On 23 November 2022 PRIO Research Professor Gudrun Østby gave a keynote lecture at the 18th Annual Workshop of the Households in Conflict Network (HICN) at the University of Warwick, UK. The topic of the lecture was the impact of armed conflict on the access to health care services, mainly focusing on maternal and child health.

Gudrun Østby summarized the knowledge base showing that there is quite robust evidence of an isolated (mostly) negative effect of conflict when it comes to hampering the access to life-saving health services in affected areas. For example, Østby and co-authors have found that women living 50km or less from one or more recent conflict events are less likely to give birth at a medical facility. However, the relationship between conflict and health outcomes is not always linear or straightforward. When it comes to access to child immunization for example, there is evidence that minor conflicts are associated with higher full immunization rates whereas high-intensity conflicts are associated with lower full immunization rates.

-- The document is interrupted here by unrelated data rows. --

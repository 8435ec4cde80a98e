use thiserror::Error;

/// Unified error type for the entire finance-widget-core library.
/// Every fallible public function returns `Result<T, CoreError>`.
///
/// All variants are recoverable: the operation that raised one is a no-op.
#[derive(Debug, Error, PartialEq, Eq)]
pub enum CoreError {
    // ── Validation ──────────────────────────────────────────────────
    #[error("Invalid amount: {0}")]
    InvalidAmount(String),

    #[error("Goal name must not be empty")]
    InvalidName,

    #[error("Invalid goal target: {0}")]
    InvalidTarget(String),

    #[error("Goal not found: {0}")]
    GoalNotFound(String),

    // ── Configuration ───────────────────────────────────────────────
    #[error("Invalid settings: {0}")]
    InvalidSettings(String),

    // ── Payload ─────────────────────────────────────────────────────
    #[error("Serialization error: {0}")]
    Serialization(String),

    #[error("Deserialization error: {0}")]
    Deserialization(String),
}

// ── Conversion helpers (From impls) ─────────────────────────────────

impl From<serde_json::Error> for CoreError {
    fn from(e: serde_json::Error) -> Self {
        CoreError::Deserialization(e.to_string())
    }
}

Østby concluded her lecture by highlighting some remaining knowledge gaps and providing some recommendations for future research aiming to get a better understanding of how conflict impacts access to health services. First, she said, we should more systematically unpack the exposure of conflict in terms of various features such as type of conflict (state-based, non-state, one sided violence), violence intensity, duration and geographical scope. Second, existing research on conflict and health should try to better measure both the quality of health care services as well as systematic inequalities in terms of access to and use of services. Third, future studies should distinguish between objective and subjective measures of the access to, quality of and potential discrimination in terms of health care provision. Fourth, Østby argued that we need to invest more in robust methods for evaluating specific interventions and projects. The Gold standard is RCTs or field experiments. These are very resource-intensive but also what can best tell us what works on the ground in practice when it comes to improving the access to proper health care among vulnerable conflict-affected populations.

Finally, in order to fill the existing knowledge gaps we need to work across disciplines, collect new data and explore new methods, and not least collaborate with practitioners, policy-makers, experts and scholars in conflict-ridden countries, who have the best understanding of the challenges on the ground.